## REQUIREMENT:
Please take the lines from the one holding "Self(self.0 | other.0)" through the one holding "pub fn iter(&self)" in the data below and copy them exactly.
^^^^
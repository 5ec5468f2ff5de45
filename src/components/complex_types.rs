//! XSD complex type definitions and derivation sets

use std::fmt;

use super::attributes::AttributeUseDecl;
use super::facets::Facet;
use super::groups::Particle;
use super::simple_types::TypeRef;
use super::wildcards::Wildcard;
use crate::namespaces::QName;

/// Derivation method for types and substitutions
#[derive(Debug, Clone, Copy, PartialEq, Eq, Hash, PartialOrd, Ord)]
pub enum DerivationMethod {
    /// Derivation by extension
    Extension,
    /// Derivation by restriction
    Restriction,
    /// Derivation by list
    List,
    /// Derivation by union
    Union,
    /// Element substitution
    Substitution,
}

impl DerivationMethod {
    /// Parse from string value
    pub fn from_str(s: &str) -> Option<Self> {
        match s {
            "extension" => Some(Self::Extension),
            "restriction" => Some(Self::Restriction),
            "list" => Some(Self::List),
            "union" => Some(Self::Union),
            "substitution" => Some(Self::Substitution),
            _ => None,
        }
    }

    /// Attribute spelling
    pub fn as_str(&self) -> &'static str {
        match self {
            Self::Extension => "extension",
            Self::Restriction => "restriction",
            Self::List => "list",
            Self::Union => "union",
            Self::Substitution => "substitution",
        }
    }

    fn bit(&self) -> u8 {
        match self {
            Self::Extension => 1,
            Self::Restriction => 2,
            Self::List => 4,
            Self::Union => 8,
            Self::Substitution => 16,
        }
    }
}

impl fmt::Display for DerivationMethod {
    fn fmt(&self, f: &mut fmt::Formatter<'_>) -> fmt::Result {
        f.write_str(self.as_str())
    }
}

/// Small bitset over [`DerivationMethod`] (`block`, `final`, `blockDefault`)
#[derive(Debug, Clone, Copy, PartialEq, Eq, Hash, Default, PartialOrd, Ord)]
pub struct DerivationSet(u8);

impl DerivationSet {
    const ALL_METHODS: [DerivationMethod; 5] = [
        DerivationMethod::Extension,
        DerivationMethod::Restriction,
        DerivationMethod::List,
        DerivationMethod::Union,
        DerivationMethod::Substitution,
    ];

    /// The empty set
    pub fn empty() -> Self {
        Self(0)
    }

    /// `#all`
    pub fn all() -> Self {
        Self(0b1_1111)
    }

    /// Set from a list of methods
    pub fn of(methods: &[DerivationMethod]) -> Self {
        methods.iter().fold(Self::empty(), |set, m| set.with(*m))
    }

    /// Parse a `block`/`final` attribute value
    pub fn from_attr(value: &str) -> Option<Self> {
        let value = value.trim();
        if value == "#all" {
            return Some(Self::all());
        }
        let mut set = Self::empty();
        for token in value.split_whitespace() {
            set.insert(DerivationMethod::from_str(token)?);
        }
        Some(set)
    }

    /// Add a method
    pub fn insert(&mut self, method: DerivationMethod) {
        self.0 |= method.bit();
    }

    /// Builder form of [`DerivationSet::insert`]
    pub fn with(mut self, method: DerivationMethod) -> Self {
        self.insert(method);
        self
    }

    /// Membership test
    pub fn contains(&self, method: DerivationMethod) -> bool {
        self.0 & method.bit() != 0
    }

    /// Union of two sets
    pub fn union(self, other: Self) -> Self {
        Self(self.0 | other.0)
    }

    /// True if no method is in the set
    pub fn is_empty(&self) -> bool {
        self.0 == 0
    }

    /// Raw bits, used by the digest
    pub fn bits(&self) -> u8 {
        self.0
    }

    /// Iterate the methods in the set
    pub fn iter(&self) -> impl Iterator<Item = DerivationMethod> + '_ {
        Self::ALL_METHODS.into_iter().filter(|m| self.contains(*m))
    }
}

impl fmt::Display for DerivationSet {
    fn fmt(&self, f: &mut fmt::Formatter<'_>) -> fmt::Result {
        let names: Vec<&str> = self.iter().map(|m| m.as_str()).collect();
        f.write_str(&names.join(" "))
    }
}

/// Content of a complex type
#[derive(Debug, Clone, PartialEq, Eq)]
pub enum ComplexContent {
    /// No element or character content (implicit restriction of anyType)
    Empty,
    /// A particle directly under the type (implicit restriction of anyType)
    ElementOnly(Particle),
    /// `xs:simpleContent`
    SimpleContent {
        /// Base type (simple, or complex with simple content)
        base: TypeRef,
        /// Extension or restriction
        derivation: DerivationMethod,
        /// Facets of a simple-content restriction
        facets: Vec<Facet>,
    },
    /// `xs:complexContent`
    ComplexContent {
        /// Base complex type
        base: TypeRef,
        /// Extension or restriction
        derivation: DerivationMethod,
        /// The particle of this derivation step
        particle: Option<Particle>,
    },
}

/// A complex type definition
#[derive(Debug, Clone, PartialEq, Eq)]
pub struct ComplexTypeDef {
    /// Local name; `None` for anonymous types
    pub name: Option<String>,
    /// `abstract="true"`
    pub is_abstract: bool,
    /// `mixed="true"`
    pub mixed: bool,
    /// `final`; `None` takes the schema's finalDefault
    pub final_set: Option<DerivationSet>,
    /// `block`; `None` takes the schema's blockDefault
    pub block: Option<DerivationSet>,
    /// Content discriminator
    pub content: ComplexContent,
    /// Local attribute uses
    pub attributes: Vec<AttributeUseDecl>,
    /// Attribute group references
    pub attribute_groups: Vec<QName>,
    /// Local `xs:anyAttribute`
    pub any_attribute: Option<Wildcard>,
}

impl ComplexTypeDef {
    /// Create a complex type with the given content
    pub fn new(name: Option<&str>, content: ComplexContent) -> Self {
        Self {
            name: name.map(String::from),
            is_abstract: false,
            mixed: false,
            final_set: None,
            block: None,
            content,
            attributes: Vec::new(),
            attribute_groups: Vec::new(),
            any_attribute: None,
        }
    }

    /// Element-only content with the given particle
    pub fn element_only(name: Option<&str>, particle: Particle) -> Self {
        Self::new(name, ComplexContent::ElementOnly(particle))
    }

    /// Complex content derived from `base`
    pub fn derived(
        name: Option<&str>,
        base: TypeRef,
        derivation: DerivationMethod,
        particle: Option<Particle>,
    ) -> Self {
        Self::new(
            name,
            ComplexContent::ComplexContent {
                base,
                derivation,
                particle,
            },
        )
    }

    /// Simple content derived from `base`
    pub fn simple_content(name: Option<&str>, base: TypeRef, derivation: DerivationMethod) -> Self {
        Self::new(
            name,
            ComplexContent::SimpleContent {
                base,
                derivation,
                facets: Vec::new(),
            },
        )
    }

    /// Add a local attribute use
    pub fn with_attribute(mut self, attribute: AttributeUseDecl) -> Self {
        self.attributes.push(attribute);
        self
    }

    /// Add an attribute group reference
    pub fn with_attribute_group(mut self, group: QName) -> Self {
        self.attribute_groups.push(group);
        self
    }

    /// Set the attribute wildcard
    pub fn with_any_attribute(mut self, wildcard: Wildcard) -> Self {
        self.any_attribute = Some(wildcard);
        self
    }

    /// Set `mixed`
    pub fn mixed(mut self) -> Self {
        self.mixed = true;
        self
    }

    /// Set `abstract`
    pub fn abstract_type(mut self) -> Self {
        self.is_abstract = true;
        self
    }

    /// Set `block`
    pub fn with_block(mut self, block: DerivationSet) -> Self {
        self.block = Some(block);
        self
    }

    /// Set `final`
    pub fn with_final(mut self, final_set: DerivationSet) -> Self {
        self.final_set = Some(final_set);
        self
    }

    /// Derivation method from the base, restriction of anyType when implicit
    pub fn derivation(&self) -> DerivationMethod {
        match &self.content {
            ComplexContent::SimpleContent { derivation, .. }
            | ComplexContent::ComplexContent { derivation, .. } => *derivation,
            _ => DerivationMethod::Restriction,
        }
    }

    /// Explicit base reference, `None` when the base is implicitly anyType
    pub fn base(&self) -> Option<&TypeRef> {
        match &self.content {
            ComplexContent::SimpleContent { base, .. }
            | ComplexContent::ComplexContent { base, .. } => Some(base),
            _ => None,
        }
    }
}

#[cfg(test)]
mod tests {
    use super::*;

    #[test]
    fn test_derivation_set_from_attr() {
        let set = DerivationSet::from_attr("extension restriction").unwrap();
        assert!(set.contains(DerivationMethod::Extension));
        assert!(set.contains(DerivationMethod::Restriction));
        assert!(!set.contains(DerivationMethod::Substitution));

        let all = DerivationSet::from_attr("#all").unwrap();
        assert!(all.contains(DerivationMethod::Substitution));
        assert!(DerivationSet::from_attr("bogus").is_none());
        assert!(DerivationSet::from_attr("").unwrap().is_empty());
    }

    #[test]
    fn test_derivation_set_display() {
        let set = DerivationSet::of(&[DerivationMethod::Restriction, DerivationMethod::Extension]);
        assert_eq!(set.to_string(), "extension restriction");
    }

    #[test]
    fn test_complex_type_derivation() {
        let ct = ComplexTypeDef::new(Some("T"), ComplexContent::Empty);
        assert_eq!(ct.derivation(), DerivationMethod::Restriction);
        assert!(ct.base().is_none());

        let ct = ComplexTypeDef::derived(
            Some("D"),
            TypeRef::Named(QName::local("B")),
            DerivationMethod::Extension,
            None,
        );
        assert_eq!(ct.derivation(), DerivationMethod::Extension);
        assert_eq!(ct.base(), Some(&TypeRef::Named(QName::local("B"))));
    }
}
^^^^
## RESPONSE BOX:
        Self(self.0 | other.0)
    }

    /// True if no method is in the set
    pub fn is_empty(&self) -> bool {
        self.0 == 0
    }

    /// Raw bits, used by the digest
    pub fn bits(&self) -> u8 {
        self.0
    }

    /// Iterate the methods in the set
    pub fn iter(&self) -> impl Iterator<Item = DerivationMethod> + '_ {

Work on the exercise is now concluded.